New Mexico hosts a diversity of landscapes that offer endless opportunities for natural areas research. While outsiders may think New Mexico is primarily desert, the Rio Grande runs the length of the this state which has more named peaks than Colorado. The area around Socorro boasts the confluence of the Colorado Plateau, Great Plains, Conifer systems at higher elevation and the northern limit of the Chihuahuan Desert (image to left from Sevilleta LTER).
Within 30 minutes of Socorro, you can be in ponderosa pine forest, desert grassland, Rio Grande-irrigated farmland or pinon-juniper woodland. This diversity of ecosytems, coupled with extremely low population density, makes this part of New Mexico incredible for outdoor recreation and field research.
Socorro is perhaps the least pretentious town in the mountain west. But the benefits of living in a remote place constitute drawbacks for other people. The population of Socorro is ~8000. There is one, small grocery other than Wal-Mart. The town does offer several good Mexican restaurants, one brewery, one coffee shop, and a legit cowboy bar on the plaza.
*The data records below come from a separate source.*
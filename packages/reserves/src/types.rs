// Reserve Types

use soroban_sdk::{contracttype, Env};
use ramm_math::{
    constants::{
        EXTRACT_LIQUIDITY_SPEED, FAST_LIQUIDITY_SPEED, NORMAL_RATCHET_SPEED, PRICE_BUFFER,
        PRICE_BUFFER_DENOMINATOR, SLOW_LIQUIDITY_SPEED, TARGET_LIQUIDITY,
    },
    mul_div, RammError,
};

// ============================================================
// RESERVE STATE
// ============================================================

/// Virtual reserves backing the two price bounds
///
/// Spot ceiling price is `eth_reserve / nxm_ceiling`, spot floor price is
/// `eth_reserve / nxm_floor`. Both share the same ETH reserve.
#[contracttype]
#[derive(Clone, Debug, Eq, PartialEq)]
pub struct ReserveState {
    /// Tradable ETH reserve
    pub eth_reserve: u128,
    /// NXM reserve of the ceiling (buy side) pair
    pub nxm_ceiling: u128,
    /// NXM reserve of the floor (sell side) pair
    pub nxm_floor: u128,
    /// Bound movement toward book value, basis points per ratchet period
    pub ratchet_speed: u128,
    /// Remaining allowance for fast liquidity injection
    pub liquidity_budget: u128,
    /// Time the reserves were last projected to
    pub timestamp: u64,
}

// ============================================================
// CONTEXT
// ============================================================

/// Values owned by the surrounding capital pool, supplied on every call
#[contracttype]
#[derive(Clone, Debug, Eq, PartialEq)]
pub struct Context {
    /// Pool value in ETH
    pub capital: u128,
    /// Outstanding NXM
    pub supply: u128,
    /// Minimum capital requirement
    pub min_capital_requirement: u128,
}

impl Context {
    pub fn validate(&self) -> Result<(), RammError> {
        if self.capital == 0 || self.supply == 0 {
            return Err(RammError::InvalidInput);
        }
        Ok(())
    }
}

// ============================================================
// CONFIGURATION
// ============================================================

/// Tunable parameters fixed at activation
#[contracttype]
#[derive(Clone, Debug, Eq, PartialEq)]
pub struct RammConfig {
    /// ETH reserve the liquidity schedule steers toward
    pub target_liquidity: u128,
    /// Injection per LIQ_SPEED_PERIOD while the budget lasts
    pub fast_liquidity_speed: u128,
    /// Injection per LIQ_SPEED_PERIOD after the budget is spent
    pub slow_liquidity_speed: u128,
    /// Extraction per LIQ_SPEED_PERIOD above target
    pub extract_liquidity_speed: u128,
    /// Gap kept between each bound and book value, basis points
    pub price_buffer: u128,
    /// Ratchet speed installed when the budget is removed
    pub normal_ratchet_speed: u128,
}

impl Default for RammConfig {
    fn default() -> Self {
        Self {
            target_liquidity: TARGET_LIQUIDITY,
            fast_liquidity_speed: FAST_LIQUIDITY_SPEED,
            slow_liquidity_speed: SLOW_LIQUIDITY_SPEED,
            extract_liquidity_speed: EXTRACT_LIQUIDITY_SPEED,
            price_buffer: PRICE_BUFFER,
            normal_ratchet_speed: NORMAL_RATCHET_SPEED,
        }
    }
}

impl RammConfig {
    pub fn validate(&self) -> Result<(), RammError> {
        if self.target_liquidity == 0
            || self.fast_liquidity_speed == 0
            || self.slow_liquidity_speed == 0
            || self.extract_liquidity_speed == 0
        {
            return Err(RammError::InvalidConfig);
        }

        if self.price_buffer >= PRICE_BUFFER_DENOMINATOR {
            return Err(RammError::InvalidConfig);
        }

        Ok(())
    }

    /// Capital scaled up by the price buffer; ceiling never prices below
    /// `buffered_capital_ceiling / supply`
    pub fn buffered_capital_ceiling(&self, env: &Env, capital: u128) -> Result<u128, RammError> {
        mul_div(
            env,
            capital,
            PRICE_BUFFER_DENOMINATOR + self.price_buffer,
            PRICE_BUFFER_DENOMINATOR,
        )
    }

    /// Capital scaled down by the price buffer; floor never prices above
    /// `buffered_capital_floor / supply`
    pub fn buffered_capital_floor(&self, env: &Env, capital: u128) -> Result<u128, RammError> {
        mul_div(
            env,
            capital,
            PRICE_BUFFER_DENOMINATOR - self.price_buffer,
            PRICE_BUFFER_DENOMINATOR,
        )
    }
}
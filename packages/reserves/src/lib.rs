#![no_std]

pub mod types;
pub mod liquidity;
pub mod ratchet;
pub mod projector;

pub use types::{Context, RammConfig, ReserveState};
pub use liquidity::{rebalance_liquidity, LiquidityStep};
pub use ratchet::{ratchet_ceiling, ratchet_floor};
pub use projector::project;
// RAMM Math Package

#![no_std]

pub mod constants;
pub mod cumulative;
pub mod error;
pub mod wad;

// Re-export commonly used items from constants
pub use constants::*;

pub use error::RammError;

pub use cumulative::{add_cumulative, cumulative_delta, wrap_cumulative};

pub use wad::{mul_div, mul_div_round_up, to_u128, u256, wad_div};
The farmer's market on Tuesday's is a favorite meeting spot and your go-to destination for duck eggs. For touring music acts, museums and fine arts, Albuquerque is an hour away...
For potential graduate students, I assume that if you have more than a casual interest (or hope to cultivate one) in rock climbing, mountain biking, hiking and camping, you will find your time in Socorro to be thoroughly enjoyable. We have beautiful and remote field sites in mountain and grassland areas, in addition to the agricultural work which has its own beauty. Also, the cost of living is incredibly reasonable.
Watershed nutrient cycling field site with Sierra Ladrones in background.